Namun, pengorbanan yang terus menerus tanpa adanya dukungan atau pengakuan bisa berbahaya bagi kesejahteraan psikologisnya. Ketika ia terus mengorbankan diri, ia dapat kehilangan rasa diri (self-identity), merasa bahwa hidupnya hanya berputar di sekitar kepentingan orang lain, dan menjadi semakin rentan terhadap kelelahan mental atau burnout. Selain itu, pengorbanan yang tidak disertai dengan kebijakan atau batasan yang jelas dapat menciptakan dinamika ketergantungan yang merugikan dalam keluarga.
Seharusnya Bagaimana Anak Perempuan Pertama Bersikap?

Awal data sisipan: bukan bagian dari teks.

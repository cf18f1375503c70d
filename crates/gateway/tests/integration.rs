//! Integration tests for the proxy gateway routes.
//!
//! Uses `tower::ServiceExt` to drive the Axum router without a real HTTP
//! server, plus a fake upstream bound to 127.0.0.1:0 to observe what the
//! gateway actually sends outbound.

use std::sync::Arc;
use std::sync::atomic::{AtomicUsize, Ordering};

use axum::body::Body;
use axum::extract::{RawQuery, State};
use axum::http::{HeaderMap, Request, StatusCode};
use axum::routing::get;
use axum::{Json, Router};
use serde_json::{Value, json};
use tower::ServiceExt;

use walletstats_common::config::AppConfig;
use walletstats_gateway::routes::create_router;
use walletstats_gateway::state::AppState;

// ============================================================
// Helpers
// ============================================================

fn test_config(upstream_base_url: &str, access_key: Option<&str>) -> AppConfig {
    AppConfig {
        upstream_base_url: upstream_base_url.to_string(),
        access_key: access_key.map(str::to_string),
        gateway_port: 3000,
        gateway_base_url: "http://127.0.0.1:3000".to_string(),
        wallet_address: "0xddc23d34ea2f6920d15995607d00def9478ded6d".to_string(),
        chain_id: "base".to_string(),
        refresh_interval_secs: 30,
        history_page_count: 20,
    }
}

/// Fake upstream echoing the query string and access key it received.
async fn echo_balance(
    State(hits): State<Arc<AtomicUsize>>,
    headers: HeaderMap,
    RawQuery(query): RawQuery,
) -> Json<Value> {
    hits.fetch_add(1, Ordering::SeqCst);
    let access_key = headers
        .get("AccessKey")
        .and_then(|v| v.to_str().ok())
        .unwrap_or_default()
        .to_string();
    Json(json!({
        "received_query": query.unwrap_or_default(),
        "received_access_key": access_key,
    }))
}

/// Fake upstream route that always fails.
async fn always_not_found(State(hits): State<Arc<AtomicUsize>>) -> (StatusCode, Json<Value>) {
    hits.fetch_add(1, Ordering::SeqCst);
    (
        StatusCode::NOT_FOUND,
        Json(json!({ "message": "address not found" })),
    )
}

/// Spawn the fake upstream and return its base URL plus a hit counter.
async fn spawn_upstream() -> (String, Arc<AtomicUsize>) {
    let hits = Arc::new(AtomicUsize::new(0));
    let app = Router::new()
        .route("/user/total_balance", get(echo_balance))
        .route("/user/history_list", get(always_not_found))
        .with_state(Arc::clone(&hits));

    let listener = tokio::net::TcpListener::bind("127.0.0.1:0").await.unwrap();
    let addr = listener.local_addr().unwrap();
    tokio::spawn(async move {
        axum::serve(listener, app).await.unwrap();
    });

    (format!("http://{}", addr), hits)
}

async fn body_json(response: axum::response::Response) -> Value {
    let bytes = axum::body::to_bytes(response.into_body(), usize::MAX)
        .await
        .unwrap();
    serde_json::from_slice(&bytes).unwrap()
}

// ============================================================
// Route tests
// ============================================================

#[tokio::test]
async fn test_health_endpoint() {
    let state = AppState::new(test_config("http://unused", Some("test-key")));
    let app = create_router(state);

    let response = app
        .oneshot(
            Request::builder()
                .uri("/health")
                .body(Body::empty())
                .unwrap(),
        )
        .await
        .unwrap();

    assert_eq!(response.status(), StatusCode::OK);
    let json = body_json(response).await;
    assert_eq!(json["status"], "ok");
    assert_eq!(json["service"], "walletstats-gateway");
}

#[tokio::test]
async fn test_unknown_endpoint_rejected_without_outbound_call() {
    let (base, hits) = spawn_upstream().await;
    let state = AppState::new(test_config(&base, Some("test-key")));
    let app = create_router(state);

    let response = app
        .oneshot(
            Request::builder()
                .uri("/api/stats/proxy?endpoint=user/delete_account&id=0xabc")
                .body(Body::empty())
                .unwrap(),
        )
        .await
        .unwrap();

    assert_eq!(response.status(), StatusCode::BAD_REQUEST);
    let json = body_json(response).await;
    assert_eq!(json["error"], "Invalid endpoint");
    assert_eq!(hits.load(Ordering::SeqCst), 0, "no outbound call expected");
}

#[tokio::test]
async fn test_missing_endpoint_rejected() {
    let (base, hits) = spawn_upstream().await;
    let state = AppState::new(test_config(&base, Some("test-key")));
    let app = create_router(state);

    let response = app
        .oneshot(
            Request::builder()
                .uri("/api/stats/proxy?id=0xabc")
                .body(Body::empty())
                .unwrap(),
        )
        .await
        .unwrap();

    assert_eq!(response.status(), StatusCode::BAD_REQUEST);
    let json = body_json(response).await;
    assert_eq!(json["error"], "Invalid endpoint");
    assert_eq!(hits.load(Ordering::SeqCst), 0);
}

#[tokio::test]
async fn test_missing_access_key_is_config_error() {
    let (base, hits) = spawn_upstream().await;
    let state = AppState::new(test_config(&base, None));
    let app = create_router(state);

    let response = app
        .oneshot(
            Request::builder()
                .uri("/api/stats/proxy?endpoint=user/total_balance&id=0xabc")
                .body(Body::empty())
                .unwrap(),
        )
        .await
        .unwrap();

    assert_eq!(response.status(), StatusCode::INTERNAL_SERVER_ERROR);
    let json = body_json(response).await;
    assert!(
        json["error"].as_str().unwrap().contains("DEBANK_ACCESS_KEY"),
        "error should name the missing credential, got {json}"
    );
    assert_eq!(hits.load(Ordering::SeqCst), 0, "no outbound call expected");
}

#[tokio::test]
async fn test_forward_strips_endpoint_and_attaches_access_key() {
    let (base, hits) = spawn_upstream().await;
    let state = AppState::new(test_config(&base, Some("test-key")));
    let app = create_router(state);

    let response = app
        .oneshot(
            Request::builder()
                .uri("/api/stats/proxy?endpoint=user/total_balance&id=0xabc&chain_id=base")
                .body(Body::empty())
                .unwrap(),
        )
        .await
        .unwrap();

    assert_eq!(response.status(), StatusCode::OK);
    let json = body_json(response).await;
    assert_eq!(json["received_query"], "id=0xabc&chain_id=base");
    assert_eq!(json["received_access_key"], "test-key");
    assert_eq!(hits.load(Ordering::SeqCst), 1, "exactly one outbound call");
}

#[tokio::test]
async fn test_upstream_failure_surfaces_as_500_with_detail() {
    let (base, _hits) = spawn_upstream().await;
    let state = AppState::new(test_config(&base, Some("test-key")));
    let app = create_router(state);

    let response = app
        .oneshot(
            Request::builder()
                .uri("/api/stats/proxy?endpoint=user/history_list&id=0xabc")
                .body(Body::empty())
                .unwrap(),
        )
        .await
        .unwrap();

    assert_eq!(response.status(), StatusCode::INTERNAL_SERVER_ERROR);
    let json = body_json(response).await;
    let message = json["error"].as_str().unwrap();
    assert!(!message.is_empty());
    assert!(message.contains("404"), "upstream status embedded: {message}");
    assert!(
        message.contains("address not found"),
        "upstream body embedded: {message}"
    );
}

Dalam menghadapi beban berat ini, anak perempuan pertama seharusnya belajar untuk menjaga keseimbangan antara tanggung jawab terhadap keluarga dan kebutuhan pribadi. Tidak ada yang salah dengan mengutamakan keluarga, tetapi penting juga untuk mengingat bahwa kebahagiaan dan kesehatan diri sendiri juga sangat penting. Anak perempuan pertama harus diberi ruang untuk mengejar impian dan kariernya tanpa merasa terjebak dalam peran yang membatasi dirinya.
Salah satu langkah yang bisa diambil adalah dengan menetapkan batasan yang sehat. Ia perlu belajar mengatakan tidak ketika tuntutan keluarga sudah melebihi batas kemampuannya. Ia juga perlu mencari dukungan dari anggota keluarga atau teman-teman yang bisa memberikan pengertian dan empati terhadap situasinya. Jika memungkinkan, keluarga harus membantu dengan memberikan kesempatan bagi anak perempuan pertama untuk berkembang dan tidak hanya bergantung padanya.
Baca juga: Benarkah Kelas Menengah yang Paling Terdesak?
Selain itu, anak perempuan pertama harus memahami bahwa dirinya tidak harus menyelesaikan segala sesuatu seorang diri. Membagi beban dengan anggota keluarga lainnya atau mencari bantuan eksternal, seperti melalui konseling atau dukungan sosial, dapat menjadi langkah yang baik untuk mengurangi tekanan yang dirasakan. Ia juga harus diberi kebebasan untuk mengejar pendidikan dan karier, yang pada gilirannya dapat membawa manfaat lebih besar bagi keluarga di masa depan.
Anak perempuan pertama yang menjadi tulang punggung keluarga perlu menyadari bahwa pengorbanannya sangat berarti, tetapi dirinya juga berhak untuk bahagia dan berkembang. Keseimbangan antara kepentingan keluarga dan kebutuhan pribadi bukanlah hal yang mudah dicapai, namun hal ini sangat penting untuk memastikan bahwa ia dapat menjalani hidup yang sehat dan memuaskan tanpa kehilangan dirinya dalam proses tersebut.